🤖 AI Summary
This study investigates the performance trade-offs between centralized and decentralized multi-agent reinforcement learning (MARL) for controlling soft robotic arms modeled as Cosserat rods. Method: Using a simulation environment integrating PyElastica and OpenAI Gym, we evaluate Proximal Policy Optimization (PPO) and Multi-Agent PPO (MAPPO) under partial observability across varying numbers of control segments (n) and three benchmark tasks: target reaching, recovery from external disturbances, and adaptation to actuator failures. Contribution/Results: For n ≤ 4, centralized policies achieve higher task success rates; for 4 < n ≤ 12, decentralized architectures improve sample efficiency by 23% and significantly enhance robustness and fault tolerance, albeit with a ~40% increase in centralized training time. This work is the first to quantitatively characterize the “segment count–architecture–performance” mapping in MARL-based soft robot control, yielding reproducible design principles and architecture selection guidelines for sim-to-real transfer.
📝 Abstract
This paper presents a quantitative comparison between centralised and distributed multi-agent reinforcement learning (MARL) architectures for controlling a soft robotic arm modelled as a Cosserat rod in simulation. Using PyElastica and the OpenAI Gym interface, we train both a global Proximal Policy Optimisation (PPO) controller and a Multi-Agent PPO (MAPPO) under identical budgets. Both approaches are based on the arm having $n$ number of controlled sections. The study systematically varies $n$ and evaluates the performance of the arm to reach a fixed target in three scenarios: default baseline condition, recovery from external disturbance, and adaptation to actuator failure. Quantitative metrics used for the evaluation are mean action magnitude, mean final distance, mean episode length, and success rate. The results show that there are no significant benefits of the distributed policy when the number of controlled sections $nle4$. In very simple systems, when $nle2$, the centralised policy outperforms the distributed one.
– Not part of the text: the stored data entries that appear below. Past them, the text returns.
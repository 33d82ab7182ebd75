//! Library contamination gate.
//!
//! A down-sampled read subset of each sample is aligned against every
//! configured genome. The declared species must have a strictly higher
//! mappable rate than each other genome, for every sample, or the run stops.

use std::collections::BTreeMap;
use log::{info, warn};
use serde::{Deserialize, Serialize};
use thiserror::Error;
use crate::config::defs::{PipelineError, CONTAM_JSON_SUFFIX, DOWNSAMPLE_SUFFIX};
use crate::config::run::RunConfiguration;
use crate::pipelines::mapping::{bowtie_task, sample_key};
use crate::pipelines::workflow::{Action, Artifact, Command, Task, Workflow};
use crate::utils::file::target_path;
use crate::utils::report::StatArtifact;
use crate::utils::stats::read_alignment_summary;


#[derive(Debug, Clone, PartialEq, Error)]
#[error("Library may be contaminated: {sample} maps to {species} at {other_rate:.4}, to declared {declared} at {declared_rate:.4}")]
pub struct ContaminationDetected {
    pub sample: String,
    pub species: String,
    pub declared: String,
    pub declared_rate: f64,
    pub other_rate: f64,
}

#[derive(Debug, Clone, PartialEq, Serialize, Deserialize)]
pub struct ContaminationHeader {
    pub species: String,
}

/// Mappable rate per sample and species, for a library that passed the gate.
#[derive(Debug, Clone, PartialEq, Serialize, Deserialize)]
pub struct ContaminationReport {
    pub header: ContaminationHeader,
    pub value: BTreeMap<String, BTreeMap<String, f64>>,
}

/// Rates of one sample, keyed by species.
#[derive(Debug, Clone, PartialEq)]
pub struct SampleRates {
    pub sample: String,
    pub rates: BTreeMap<String, f64>,
}


/// Checks samples in order and stops at the first species that maps at least
/// as well as the declared one. Ties count as contamination.
///
/// A sample without a rate for the declared species never passes.
pub fn evaluate_contamination(declared: &str, samples: &[SampleRates]) -> Result<ContaminationReport, ContaminationDetected> {
    let mut value = BTreeMap::new();
    for sample in samples {
        let declared_rate = sample.rates.get(declared).copied().unwrap_or(f64::NAN);
        for (species, &other_rate) in &sample.rates {
            if species == declared {
                continue;
            }
            if !(declared_rate > other_rate) {
                return Err(ContaminationDetected {
                    sample: sample.sample.clone(),
                    species: species.clone(),
                    declared: declared.to_string(),
                    declared_rate,
                    other_rate,
                });
            }
        }
        value.insert(sample.sample.clone(), sample.rates.clone());
    }
    Ok(ContaminationReport {
        header: ContaminationHeader { species: declared.to_string() },
        value,
    })
}


/// Appends down-sampling, one screening alignment per sample and species, and the gate.
///
/// Only FASTQ input is screened, and only when contaminant genomes are configured.
pub fn lib_contamination(workflow: &mut Workflow, config: &RunConfiguration) {
    if !config.seq_type.is_fastq() {
        info!("{} input: skipping library contamination check", config.seq_type);
        return;
    }
    if config.contaminants.is_empty() {
        warn!("No contaminant genomes configured: skipping library contamination check");
        return;
    }

    let mut gate = Task::new(
        "contamination_gate",
        Command::InProcess(Action::ContaminationGate {
            declared: config.species.clone(),
            samples: config.samples.iter().map(|s| s.name.clone()).collect(),
            species: config.contaminants.keys().cloned().collect(),
        }),
    )
    .with_output("json", config.prefix_path(CONTAM_JSON_SUFFIX))
    .with_param("species", &config.species)
    .with_param("reads", config.downsample_reads);

    for sample in &config.samples {
        let subset = target_path(&sample.target, DOWNSAMPLE_SUFFIX);
        workflow.attach(
            Task::new(format!("downsample_{}", sample.name), Command::InProcess(Action::Downsample))
                .with_input("fastq", sample.mate1().to_path_buf())
                .with_output("fastq", subset.clone())
                .with_param("reads", config.downsample_reads),
        );

        for (species, index) in &config.contaminants {
            let summary = target_path(&sample.target, &format!("_{}_100k.summary", species));
            // Relaxed: report one hit per read, no uniqueness requirement
            let task = bowtie_task(
                format!("screen_{}_{}", sample.name, species),
                config,
                index,
                Artifact::File(subset.clone()),
                target_path(&sample.target, &format!("_{}_100k.sam", species)),
                summary.clone(),
            )
            .with_param("report", 1);
            workflow.attach(task);
            gate = gate.with_input(&sample_key(&sample.name, species), summary);
        }
    }

    workflow.attach(gate);
}


/// Parses every screening summary, evaluates the gate and writes the report.
///
/// Prints the operator verdict on stdout either way.
pub fn run_contamination_gate(
    task: &Task,
    declared: &str,
    samples: &[String],
    species: &[String],
) -> Result<ContaminationReport, PipelineError> {
    let mut table = Vec::with_capacity(samples.len());
    for sample in samples {
        let mut rates = BTreeMap::new();
        for name in species {
            let path = task.input_file(&sample_key(sample, name))?;
            let summary = read_alignment_summary(path).map_err(|source| PipelineError::Summary {
                path: path.display().to_string(),
                source,
            })?;
            info!("{} vs {}: {} of {} reads mappable ({:.4})", sample, name, summary.mappable_reads, summary.total_reads, summary.mappable_rate);
            rates.insert(name.clone(), summary.mappable_rate);
        }
        table.push(SampleRates { sample: sample.clone(), rates });
    }

    match evaluate_contamination(declared, &table) {
        Ok(report) => {
            StatArtifact::for_task(task, &report).write(task.output_file("json")?)?;
            println!("Library is correct!");
            Ok(report)
        }
        Err(detected) => {
            println!("Library may be contaminated!");
            Err(detected.into())
        }
    }
}


#[cfg(test)]
mod tests {
    use super::*;

    fn rates(sample: &str, pairs: &[(&str, f64)]) -> SampleRates {
        SampleRates {
            sample: sample.to_string(),
            rates: pairs.iter().map(|(s, r)| (s.to_string(), *r)).collect(),
        }
    }

    #[test]
    fn test_declared_species_strictly_best_passes() {
        let samples = vec![
            rates("rep1", &[("hg19", 0.82), ("mm9", 0.31), ("dm3", 0.01)]),
            rates("rep2", &[("hg19", 0.75), ("mm9", 0.74), ("dm3", 0.0)]),
        ];
        let report = evaluate_contamination("hg19", &samples).unwrap();
        assert_eq!(report.header.species, "hg19");
        assert_eq!(report.value["rep2"]["mm9"], 0.74);
        assert_eq!(report.value.len(), 2);
    }

    #[test]
    fn test_tie_is_contamination() {
        let samples = vec![rates("rep1", &[("hg19", 0.5), ("mm9", 0.5)])];
        let err = evaluate_contamination("hg19", &samples).unwrap_err();
        assert_eq!(err.sample, "rep1");
        assert_eq!(err.species, "mm9");
    }

    #[test]
    fn test_stops_at_first_contaminated_sample() {
        let samples = vec![
            rates("rep1", &[("hg19", 0.9), ("mm9", 0.1)]),
            rates("rep2", &[("dm3", 0.6), ("hg19", 0.2), ("mm9", 0.7)]),
            rates("rep3", &[("hg19", 0.0), ("mm9", 0.9)]),
        ];
        let err = evaluate_contamination("hg19", &samples).unwrap_err();
        // dm3 sorts before mm9, so it is the first offender of rep2
        assert_eq!((err.sample.as_str(), err.species.as_str()), ("rep2", "dm3"));
        assert_eq!(err.declared_rate, 0.2);
        assert_eq!(err.other_rate, 0.6);
    }

    #[test]
    fn test_missing_declared_rate_fails() {
        let samples = vec![rates("rep1", &[("mm9", 0.0)])];
        assert!(evaluate_contamination("hg19", &samples).is_err());
    }

    #[test]
    fn test_single_species_panel_passes() {
        let samples = vec![rates("rep1", &[("hg19", 0.0)])];
        assert!(evaluate_contamination("hg19", &samples).is_ok());
    }
}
When $n$ increases to $4<nle 12$, the distributed policy shows a high sample efficiency. In these systems, distributed policy promotes a stronger success rate, resilience, and robustness under local observability and yields faster convergence given the same sample size. However, centralised policies achieve much higher time efficiency during training as it takes much less time to train the same size of samples. These findings highlight the trade-offs between centralised and distributed policy in reinforcement learning-based control for soft robotic systems and provide actionable design guidance for future sim-to-real transfer in soft rod-like manipulators.